A Step Further: Standard Error Stream

The standard error stream (cerr in C++) is a quick fix to this. Instead of printing in standard iostream, we actually generate a whole new stream of data called the error stream. Simply replace all instances of cout with cerr. For example:

inline void dbg() { cerr << "x is " << x << endl; }

int main() {
    dbg(); 
    x = 5000; 
    dbg(); 
}

Try running this program and you might be confused about the difference. You will be able to see the output of cerr right next to regular cout outputs. But this is the beauty of it! And if we use freopen to open up file pipes or submit this to an OJ, the program will not include the error stream.

Also, using endl allows us to have stderr outputs synchronized with cin even if we untie cout from cin.

Address Sanitizer

Of course, debugging by print statements is great. But what about runtime errors that mess with the flow of the program itself? For this, we have a clever tool known as the address sanitizer. It can be invoked as through the below flags.

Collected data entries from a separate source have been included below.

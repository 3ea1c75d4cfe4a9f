//! # Prompt Helpers
//!
//! Reading and validating terminal input.
//!
//! ## Re-Prompt Loop
//! ```text
//! ┌─────────────────────────────────────────────────────────────────────┐
//! │  read_integer_range("Loan duration", 1, 55)                         │
//! │                                                                     │
//! │  > abc        Please enter a whole number.                          │
//! │  > 90         Please enter a number between 1 and 55.               │
//! │  > 7          ──► Ok(7)                                             │
//! │                                                                     │
//! │  The screens never see malformed input; they receive a value or     │
//! │  an I/O error (closed stream), nothing in between.                  │
//! └─────────────────────────────────────────────────────────────────────┘
//! ```
//!
//! [`Prompt`] is generic over a `BufRead`/`Write` pair so tests can script
//! a whole session with a `Cursor` and a `Vec<u8>`.

use std::io::{self, BufRead, Write};

/// A prompt/response channel over any reader/writer pair.
#[derive(Debug)]
pub struct Prompt<R, W> {
    reader: R,
    writer: W,
}

impl<R: BufRead, W: Write> Prompt<R, W> {
    pub fn new(reader: R, writer: W) -> Self {
        Prompt { reader, writer }
    }

    /// Tears the prompt down, yielding its writer. Tests use this to
    /// inspect everything the session printed.
    pub fn into_writer(self) -> W {
        self.writer
    }

    /// Prints a line to the patron-facing side of the prompt.
    pub fn say(&mut self, message: &str) -> io::Result<()> {
        writeln!(self.writer, "{message}")?;
        self.writer.flush()
    }

    /// Reads one line of input, without the trailing newline.
    ///
    /// EOF is an error: a vanished terminal must end the session rather
    /// than spin a re-prompt loop forever.
    pub fn read_string(&mut self, prompt: &str) -> io::Result<String> {
        write!(self.writer, "{prompt}")?;
        self.writer.flush()?;

        let mut line = String::new();
        let bytes = self.reader.read_line(&mut line)?;
        if bytes == 0 {
            return Err(io::Error::new(
                io::ErrorKind::UnexpectedEof,
                "input stream closed",
            ));
        }

        Ok(line.trim_end_matches(['\r', '\n']).to_string())
    }

    /// Reads a whole number, re-prompting until one is entered.
    pub fn read_integer(&mut self, prompt: &str) -> io::Result<i64> {
        loop {
            let raw = self.read_string(prompt)?;
            match raw.trim().parse() {
                Ok(value) => return Ok(value),
                Err(_) => self.say("Please enter a whole number.")?,
            }
        }
    }

    /// Reads a whole number within `min..=max`, re-prompting otherwise.
    pub fn read_integer_range(&mut self, prompt: &str, min: i64, max: i64) -> io::Result<i64> {
        loop {
            let value = self.read_integer(prompt)?;
            if (min..=max).contains(&value) {
                return Ok(value);
            }
            self.say(&format!("Please enter a number between {min} and {max}."))?;
        }
    }

    /// Reads a yes/no answer (`y`/`n`, case-insensitive), re-prompting
    /// until one is given.
    pub fn read_bool(&mut self, prompt: &str) -> io::Result<bool> {
        loop {
            let raw = self.read_string(prompt)?;
            match raw.trim().to_ascii_lowercase().as_str() {
                "y" => return Ok(true),
                "n" => return Ok(false),
                _ => self.say("Please answer y or n.")?,
            }
        }
    }
}

// =============================================================================
// Unit Tests
// =============================================================================

#[cfg(test)]
mod tests {
    use super::*;
    use std::io::Cursor;

    /// A prompt fed from a script, capturing output.
    fn scripted(input: &str) -> Prompt<Cursor<Vec<u8>>, Vec<u8>> {
        Prompt::new(Cursor::new(input.as_bytes().to_vec()), Vec::new())
    }

    #[test]
    fn test_read_string() {
        let mut prompt = scripted("FIT2107\n");
        assert_eq!(prompt.read_string("> ").unwrap(), "FIT2107");
    }

    #[test]
    fn test_read_string_strips_carriage_return() {
        let mut prompt = scripted("hello\r\n");
        assert_eq!(prompt.read_string("> ").unwrap(), "hello");
    }

    #[test]
    fn test_read_string_eof() {
        let mut prompt = scripted("");
        let err = prompt.read_string("> ").unwrap_err();
        assert_eq!(err.kind(), io::ErrorKind::UnexpectedEof);
    }

    #[test]
    fn test_read_integer() {
        let mut prompt = scripted("10\n");
        assert_eq!(prompt.read_integer("> ").unwrap(), 10);
    }

    #[test]
    fn test_read_integer_retries_on_junk() {
        let mut prompt = scripted("abc\n0.11\n10\n");
        assert_eq!(prompt.read_integer("> ").unwrap(), 10);

        let output = String::from_utf8(prompt.writer).unwrap();
        assert!(output.contains("Please enter a whole number."));
    }

    #[test]
    fn test_read_integer_range_retries_until_in_range() {
        let mut prompt = scripted("5\n25\n15\n");
        assert_eq!(prompt.read_integer_range("> ", 10, 20).unwrap(), 15);
    }

    #[test]
    fn test_read_bool() {
        assert!(scripted("y\n").read_bool("> ").unwrap());
        assert!(scripted("Y\n").read_bool("> ").unwrap());
        assert!(!scripted("n\n").read_bool("> ").unwrap());
        assert!(!scripted("N\n").read_bool("> ").unwrap());
    }

    #[test]
    fn test_read_bool_retries_on_junk() {
        let mut prompt = scripted("a\nb\nc\ny\n");
        assert!(prompt.read_bool("> ").unwrap());
    }
}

-ggdb -fsanitize=address,undefined 

The first flag generates a debug report (in dSYM file format) based on the line numbering of the program, while the second flag can then access the dSYM file at runtime and give meaningful errors. This is great because it helps diagnose (or "sanitize" if you will) errors that prevent the run flow of the program, such as out of bounds, exceptions, and segmentation faults, even indicating precise line numbers. This is definitely a tool you should add to your arsenal.

Possible Pitfall: Simply Compiling Code Mentally

Many beginners are convinced that they can compile the code line by line in their head to notice the error. Sure, a beginner may catch erroneous syntax, but when it comes to more advanced bugs, the strategies above are definitely better.

Possible Pitfall: Rewriting the Program

Rewriting the program is sometimes a good idea, but remember to keep track of time! It is very easy to get carried away rewriting even parts of a program that are bug-free in obsessive hope that something might come through. Do not delete your program. Make a new file!